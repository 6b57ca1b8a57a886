//! # embex
//!
//! embex is a minimal embeddable expression language written in Rust.
//! It tokenizes a whitespace-delimited source string, parses it into an
//! abstract syntax tree, and evaluates that tree against a layered
//! identifier-resolution model: a host can inject static values (the
//! `context`) and supply a dynamic fallback hook (the `resolver`) for names
//! the script itself does not define. Every evaluation returns a structured
//! result carrying the value, the final script environment, and the
//! provenance of each binding.

#![warn(
    clippy::redundant_clone,
    clippy::needless_pass_by_value,
    clippy::similar_names,
    clippy::large_enum_variant,
    clippy::string_lit_as_bytes,
    clippy::match_same_arms,
    clippy::cargo,
    clippy::nursery,
    clippy::perf,
    clippy::style,
    clippy::suspicious,
    clippy::correctness,
    clippy::complexity,
    clippy::pedantic,
)]
#![allow(clippy::missing_errors_doc)]

use std::collections::HashMap;

use crate::{
    error::Error,
    interpreter::{
        evaluator::{core::Evaluator, resolve::Resolver},
        parser::core::parse_source,
        result::EvaluationResult,
        value::Value,
    },
};

/// Defines the structure of parsed code.
///
/// This module declares the `Expr`, `Statement`, and `Program` types that
/// represent the syntactic structure of source code as a tree. The AST is
/// built by the parser and traversed by the evaluator.
///
/// # Responsibilities
/// - Defines expression and statement types for all language constructs.
/// - Keeps each node's fields specific to its kind, so no "unknown field"
///   states are reachable.
pub mod ast;
/// Provides unified error types for parsing and evaluation.
///
/// This module defines all errors that can be raised during parsing or
/// evaluating code: syntax errors, unresolved names, and runtime faults such
/// as division by zero or const rebinding. Each error carries a
/// human-readable message and a coarse [`error::ErrorKind`] classification.
///
/// # Responsibilities
/// - Defines error enums for all failure modes (parser, evaluator).
/// - Distinguishes syntax, name, and evaluation failures for callers.
/// - Supports integration with standard error handling traits.
pub mod error;
/// Orchestrates the entire process of code execution.
///
/// This module ties together lexing, parsing, evaluation, value
/// representation, and result shaping to provide a complete runtime for
/// source code evaluation.
///
/// # Responsibilities
/// - Coordinates all core components: lexer, parser, evaluator, and value
///   types.
/// - Provides entry points for parsing and evaluating user code.
/// - Manages the flow of data and errors between phases.
pub mod interpreter;
/// General utilities for safe numeric conversion.
///
/// # Responsibilities
/// - Safely convert between `i64` and `f64` without silent data loss.
pub mod util;

/// Evaluates a source string and returns the structured result.
///
/// This is the single public entry point that strings the three pipeline
/// stages together: the source is tokenized, parsed, and evaluated against
/// an initially empty script environment, the given `context`, and the
/// optional `resolver` hook.
///
/// # Parameters
/// - `source`: The script, with statements separated by newlines.
/// - `context`: Static bindings injected by the host; lower priority than
///   script declarations.
/// - `resolver`: Optional dynamic hook consulted for names neither the
///   script nor the context defines.
///
/// # Errors
/// Returns an [`Error`] if parsing or evaluation fails; the first fault
/// aborts the call with no partial result.
///
/// # Examples
/// ```
/// use std::collections::HashMap;
///
/// use embex::{evaluate, interpreter::value::Value};
///
/// let result = evaluate("let x = 2 + 2", HashMap::new(), None).unwrap();
/// assert_eq!(result.value, Value::Integer(4));
///
/// // 'y' is not defined anywhere, so evaluation fails.
/// let result = evaluate("y + 1", HashMap::new(), None);
/// assert!(result.is_err());
/// ```
pub fn evaluate(source: &str,
                context: HashMap<String, Value>,
                resolver: Option<&Resolver>)
                -> Result<EvaluationResult, Error> {
    evaluate_with_env(source, HashMap::new(), context, resolver)
}

/// Evaluates a source string against a caller-supplied starting environment.
///
/// Identical to [`evaluate`], except that the script environment starts out
/// seeded with `env` instead of empty. This is how a host threads the
/// environment returned by one evaluation into the next.
///
/// # Parameters
/// - `source`: The script, with statements separated by newlines.
/// - `env`: The starting script environment.
/// - `context`: Static bindings injected by the host.
/// - `resolver`: Optional dynamic hook for otherwise-unbound names.
///
/// # Errors
/// Returns an [`Error`] if parsing or evaluation fails.
pub fn evaluate_with_env(source: &str,
                         env: HashMap<String, Value>,
                         context: HashMap<String, Value>,
                         resolver: Option<&Resolver>)
                         -> Result<EvaluationResult, Error> {
    let program = parse_source(source)?;

    let mut evaluator = Evaluator::new().with_env(env).with_context(context);
    if let Some(resolver) = resolver {
        evaluator = evaluator.with_resolver(resolver);
    }

    Ok(evaluator.run(&program)?)
}
use std::iter::Peekable;

use crate::{
    ast::{DeclarationKind, Statement},
    error::ParseError,
    interpreter::{
        lexer::Token,
        parser::core::{ParseResult, parse_expression},
    },
};

/// Parses a single statement.
///
/// A statement may be one of:
/// - a variable declaration (`let` or `const`),
/// - an expression used as a statement.
///
/// Parsing is attempted in that order; if no declaration keyword is present,
/// the input is parsed as an expression statement.
///
/// Grammar: `statement := declaration | expression`
///
/// # Parameters
/// - `tokens`: Token iterator with lookahead.
///
/// # Returns
/// A parsed [`Statement`] node.
pub fn parse_statement<'a, I>(tokens: &mut Peekable<I>) -> ParseResult<Statement>
    where I: Iterator<Item = &'a Token> + Clone
{
    if let Some(statement) = parse_declaration(tokens)? {
        return Ok(statement);
    }

    let expr = parse_expression(tokens)?;
    Ok(Statement::Expression { expr })
}

/// Parses a variable declaration statement.
///
/// A declaration has the form `("let" | "const") <identifier> =
/// <expression>`. After the `=` token, a full expression is parsed as the
/// initializer.
///
/// If the next token is neither `let` nor `const`, this function returns
/// `Ok(None)` and does not consume any input.
///
/// # Parameters
/// - `tokens`: Token iterator positioned at a possible declaration keyword.
///
/// # Returns
/// - `Ok(Some(Statement::Declaration))` if a declaration is parsed,
/// - `Ok(None)` if no declaration is present.
///
/// # Errors
/// Returns a `ParseError` if:
/// - the identifier is missing,
/// - `=` is missing,
/// - the initializer expression is malformed,
/// - input ends unexpectedly.
fn parse_declaration<'a, I>(tokens: &mut Peekable<I>) -> ParseResult<Option<Statement>>
    where I: Iterator<Item = &'a Token> + Clone
{
    let kind = match tokens.peek() {
        Some(Token::Let) => DeclarationKind::Let,
        Some(Token::Const) => DeclarationKind::Const,
        _ => return Ok(None),
    };
    tokens.next();

    let name = parse_identifier(tokens)?;

    match tokens.next() {
        Some(Token::Equals) => {},
        Some(tok) => {
            return Err(ParseError::ExpectedToken { expected: "'='".to_string(),
                                                   found:    format!("{tok:?}"), });
        },
        None => return Err(ParseError::UnexpectedEndOfInput),
    }

    let value = parse_expression(tokens)?;
    Ok(Some(Statement::Declaration { kind, name, value }))
}

/// Parses a plain identifier and returns its name.
///
/// The next token must be `Token::Identifier`.
///
/// # Parameters
/// - `tokens`: Token iterator positioned at an identifier.
///
/// # Returns
/// A `String` containing the identifier.
///
/// # Errors
/// Returns a `ParseError` if:
/// - the next token is not an identifier,
/// - the input ends unexpectedly.
fn parse_identifier<'a, I>(tokens: &mut Peekable<I>) -> ParseResult<String>
    where I: Iterator<Item = &'a Token>
{
    match tokens.next() {
        Some(Token::Identifier(s)) => Ok(s.clone()),
        Some(tok) => {
            Err(ParseError::ExpectedToken { expected: "identifier".to_string(),
                                            found:    format!("{tok:?}"), })
        },
        None => Err(ParseError::UnexpectedEndOfInput),
    }
}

• EXERCISE
Reproduce each line above that contains "neither".

• SOLUTION FOR THIS PROBLEM
/// - `resolver`: Optional dynamic hook consulted for names neither the
/// If the next token is neither `let` nor `const`, this function returns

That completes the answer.